• Records shown:
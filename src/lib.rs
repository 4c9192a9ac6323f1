#![allow(clippy::missing_safety_doc)]

//! A thread-caching allocator whose small objects live at addresses that
//! encode their own size class.
//!
//! Requests up to [`MAX_SMALL_SIZE`] are served from fixed per-class address
//! windows, so every such allocation can also be named by a 64-bit
//! [`CompressedPtr`] and freed without a size or a lookup. Anything larger
//! is mapped directly.

use core::{
  alloc::{GlobalAlloc, Layout},
  ptr::{NonNull, copy_nonoverlapping, null_mut, write_bytes},
};

mod config;
mod error;
mod freelist;
mod heap;
mod large;
mod pool;
mod ptr;
mod region;
mod size_class;
mod trace;
mod typed;

#[cfg(feature = "c_api")]
pub mod c_api;

pub use config::Config;
pub use error::AllocError;
pub use ptr::{CompressedPtr, TAG_BITS, TAG_MAX};
pub use region::{active_config, init, init_with, page_size};
pub use size_class::{A_GROUPS, ALIGN_SHIFT, MAX_SMALL_SIZE, S_GROUPS, SizeClass};
pub use typed::{Allocate, Compressed, Uncompressed};

use crate::{
  heap::{alloc_small, free_small},
  large::{LARGE_HEADER, alloc_large, free_large, large_size},
  region::Regions,
};

// =============================================================================
// Dispatch
// =============================================================================

/// The reservation and compressed form of `address`, if it is one of our
/// slots. Everything else is either a large allocation or foreign.
#[inline(always)]
fn classify(address: usize) -> Option<(&'static Regions, CompressedPtr)> {
  let regions = region::try_get()?;
  regions.owner(address)?;
  Some((regions, CompressedPtr::from_raw(address)?))
}

/// Allocates `size` bytes, aligned to the largest power of two dividing the
/// slot size (at least 4) or to 16 for large requests.
///
/// Requests above [`MAX_SMALL_SIZE`] are mapped directly. So are smaller ones
/// whose class window could not be reserved, or that arrive while this
/// thread is already inside the allocator.
pub fn malloc(size: usize) -> Result<NonNull<u8>, AllocError> {
  let Some(class) = SizeClass::from_size(size) else {
    return alloc_large(size, LARGE_HEADER);
  };
  match alloc_small(region::get(), class) {
    Ok(ptr) => Ok(ptr.as_non_null()),
    Err(AllocError::ClassUnavailable { .. } | AllocError::ThreadCacheUnavailable) => {
      alloc_large(size, LARGE_HEADER)
    }
    Err(err) => Err(err),
  }
}

/// Releases memory from [`malloc`], [`compressed_alloc`] or the typed
/// handles.
///
/// # Safety
///
/// `ptr` must come from this allocator and must not be freed twice.
pub unsafe fn free(ptr: NonNull<u8>) {
  match classify(ptr.as_ptr() as usize) {
    Some((regions, slot)) => unsafe { free_small(regions, slot) },
    None => unsafe { free_large(ptr) },
  }
}

/// Usable bytes behind `ptr`: the slot size for small objects, the
/// requested size for large ones.
///
/// # Safety
///
/// `ptr` must be a live allocation from this allocator.
pub unsafe fn usable_size(ptr: NonNull<u8>) -> usize {
  match classify(ptr.as_ptr() as usize) {
    Some((_, slot)) => slot.size(),
    None => unsafe { large_size(ptr) },
  }
}

/// Allocates a slot able to hold `size` bytes and returns its compressed
/// name. Never falls back to a direct mapping.
pub fn compressed_alloc(size: usize) -> Result<CompressedPtr, AllocError> {
  let class = SizeClass::from_size(size).ok_or(AllocError::TooLarge { size })?;
  alloc_small(region::get(), class)
}

/// # Safety
///
/// `ptr` must come from [`compressed_alloc`] (any tag) and must not be freed
/// twice.
pub unsafe fn compressed_free(ptr: CompressedPtr) {
  debug_assert!(!ptr.is_null());
  if let Some(regions) = region::try_get() {
    unsafe { free_small(regions, ptr.without_tag()) };
  }
}

/// A compressed slot for one `T`.
#[inline]
pub fn typed_allocate<T>() -> Result<CompressedPtr, AllocError> {
  compressed_alloc_layout(Layout::new::<T>())
}

/// A compressed slot for `n` contiguous `T`s; fails with
/// [`AllocError::TooLarge`] past [`MAX_SMALL_SIZE`].
#[inline]
pub fn typed_allocate_n<T>(n: usize) -> Result<CompressedPtr, AllocError> {
  let layout = Layout::array::<T>(n).map_err(|_| AllocError::SizeOverflow)?;
  compressed_alloc_layout(layout)
}

/// Size a request must be rounded to so its slot lands on `layout.align()`.
/// Class bases are 2^36-aligned, and a slot size that is a multiple of the
/// alignment keeps every slot aligned.
#[inline(always)]
pub(crate) fn padded_size(layout: Layout) -> usize {
  layout.pad_to_align().size().max(layout.align())
}

pub(crate) fn compressed_alloc_layout(layout: Layout) -> Result<CompressedPtr, AllocError> {
  compressed_alloc(padded_size(layout))
}

/// Layouts up to 16-aligned take the [`malloc`] path. Stricter ones prefer a
/// size class, whose slots are aligned to `slot_align`, and fall back to a
/// padded direct mapping.
pub(crate) fn alloc_layout(layout: Layout) -> Result<NonNull<u8>, AllocError> {
  let size = padded_size(layout);
  if layout.align() <= LARGE_HEADER {
    return malloc(size);
  }
  match compressed_alloc(size) {
    Ok(slot) => {
      debug_assert!(slot.class().slot_align() >= layout.align());
      Ok(slot.as_non_null())
    }
    Err(
      AllocError::TooLarge { .. }
      | AllocError::ClassUnavailable { .. }
      | AllocError::ThreadCacheUnavailable,
    ) => alloc_large(size, layout.align()),
    Err(err) => Err(err),
  }
}

// =============================================================================
// GlobalAlloc
// =============================================================================

/// Zero-sized handle for `#[global_allocator]`.
pub struct Allocator;

unsafe impl GlobalAlloc for Allocator {
  unsafe fn alloc(&self, layout: Layout) -> *mut u8 {
    alloc_layout(layout).map_or(null_mut(), NonNull::as_ptr)
  }

  unsafe fn dealloc(&self, ptr: *mut u8, _layout: Layout) {
    if let Some(ptr) = NonNull::new(ptr) {
      unsafe { free(ptr) }
    }
  }

  unsafe fn realloc(&self, ptr: *mut u8, layout: Layout, new_size: usize) -> *mut u8 {
    let Ok(new_layout) = Layout::from_size_align(new_size, layout.align()) else {
      return null_mut();
    };

    // Same size class: the slot already fits.
    if let Some((_, slot)) = classify(ptr as usize)
      && SizeClass::from_size(padded_size(new_layout)) == Some(slot.class())
    {
      return ptr;
    }

    let new_ptr = unsafe { self.alloc(new_layout) };
    if !new_ptr.is_null() {
      unsafe {
        copy_nonoverlapping(ptr, new_ptr, layout.size().min(new_size));
        self.dealloc(ptr, layout);
      }
    }
    new_ptr
  }

  unsafe fn alloc_zeroed(&self, layout: Layout) -> *mut u8 {
    let ptr = unsafe { self.alloc(layout) };
    if !ptr.is_null() {
      unsafe { write_bytes(ptr, 0, layout.size()) }
    }
    ptr
  }
}

#[cfg(test)]
mod tests {
  use super::*;

  #[test]
  fn padding_keeps_slots_aligned() {
    for align in [1, 2, 4, 8, 16, 32, 64, 128, 4096] {
      for size in [0, 1, 3, 17, 100, 1000, 5000, 70_000] {
        let layout = Layout::from_size_align(size, align).unwrap();
        let class = SizeClass::from_size(padded_size(layout)).unwrap();
        assert!(class.slot_align() >= align, "size = {size}, align = {align}");
      }
    }
  }

  #[test]
  fn small_and_large_dispatch() {
    let small = malloc(100).unwrap();
    let large = malloc(MAX_SMALL_SIZE + 1).unwrap();
    unsafe {
      assert_eq!(usable_size(small), 100);
      assert_eq!(usable_size(large), MAX_SMALL_SIZE + 1);
      assert!(classify(small.as_ptr() as usize).is_some());
      assert!(classify(large.as_ptr() as usize).is_none());
      free(small);
      free(large);
    }
  }

  #[test]
  fn compressed_alloc_rejects_large() {
    assert_eq!(
      compressed_alloc(MAX_SMALL_SIZE + 1),
      Err(AllocError::TooLarge { size: MAX_SMALL_SIZE + 1 })
    );
  }

  #[test]
  fn tagged_pointers_free_cleanly() {
    let p = compressed_alloc(24).unwrap();
    let cached = heap::cached_slots(p.class());
    unsafe { compressed_free(p.with_tag(TAG_MAX)) };
    assert_eq!(heap::cached_slots(p.class()), cached + 1);
  }

  #[test]
  fn over_aligned_layouts_past_the_classes_are_mapped() {
    let a = Allocator;
    for align in [32, 4096] {
      let layout = Layout::from_size_align(MAX_SMALL_SIZE + 1, align).unwrap();
      unsafe {
        let p = a.alloc(layout);
        assert!(!p.is_null(), "align = {align}");
        assert_eq!(p as usize % align, 0);
        assert!(classify(p as usize).is_none());
        assert_eq!(usable_size(NonNull::new_unchecked(p)), padded_size(layout));
        p.add(MAX_SMALL_SIZE).write(9);
        a.dealloc(p, layout);
      }
    }
  }

  #[test]
  fn over_aligned_fallback_when_the_cache_is_busy() {
    // A nested call finds the thread cache taken and must still succeed.
    let layout = Layout::from_size_align(256, 64).unwrap();
    let nested = heap::nested(|| alloc_layout(layout)).unwrap();
    let p = nested.unwrap();
    assert_eq!(p.as_ptr() as usize % 64, 0);
    assert!(classify(p.as_ptr() as usize).is_none());
    unsafe { free(p) };
  }

  #[test]
  fn realloc_in_place_within_a_class() {
    let a = Allocator;
    let layout = Layout::from_size_align(40, 8).unwrap();
    unsafe {
      let p = a.alloc(layout);
      assert!(!p.is_null());
      assert_eq!(a.realloc(p, layout, 38), p);
      p.write_bytes(7, 38);
      let q = a.realloc(p, Layout::from_size_align(38, 8).unwrap(), 4000);
      assert_ne!(q, p);
      assert_eq!(*q.add(37), 7);
      a.dealloc(q, Layout::from_size_align(4000, 8).unwrap());
    }
  }
}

• Task objective: Set down only the lines above that fall between the line holding "copy_nonoverlapping(ptr, new_ptr, layout.size().min(new_size));" and the line holding "let layout = Layout::from_size_align(size, align).unwrap();", inclusive, keeping each exact.

• Task response:
        copy_nonoverlapping(ptr, new_ptr, layout.size().min(new_size));
        self.dealloc(ptr, layout);
      }
    }
    new_ptr
  }

  unsafe fn alloc_zeroed(&self, layout: Layout) -> *mut u8 {
    let ptr = unsafe { self.alloc(layout) };
    if !ptr.is_null() {
      unsafe { write_bytes(ptr, 0, layout.size()) }
    }
    ptr
  }
}

#[cfg(test)]
mod tests {
  use super::*;

  #[test]
  fn padding_keeps_slots_aligned() {
    for align in [1, 2, 4, 8, 16, 32, 64, 128, 4096] {
      for size in [0, 1, 3, 17, 100, 1000, 5000, 70_000] {
        let layout = Layout::from_size_align(size, align).unwrap();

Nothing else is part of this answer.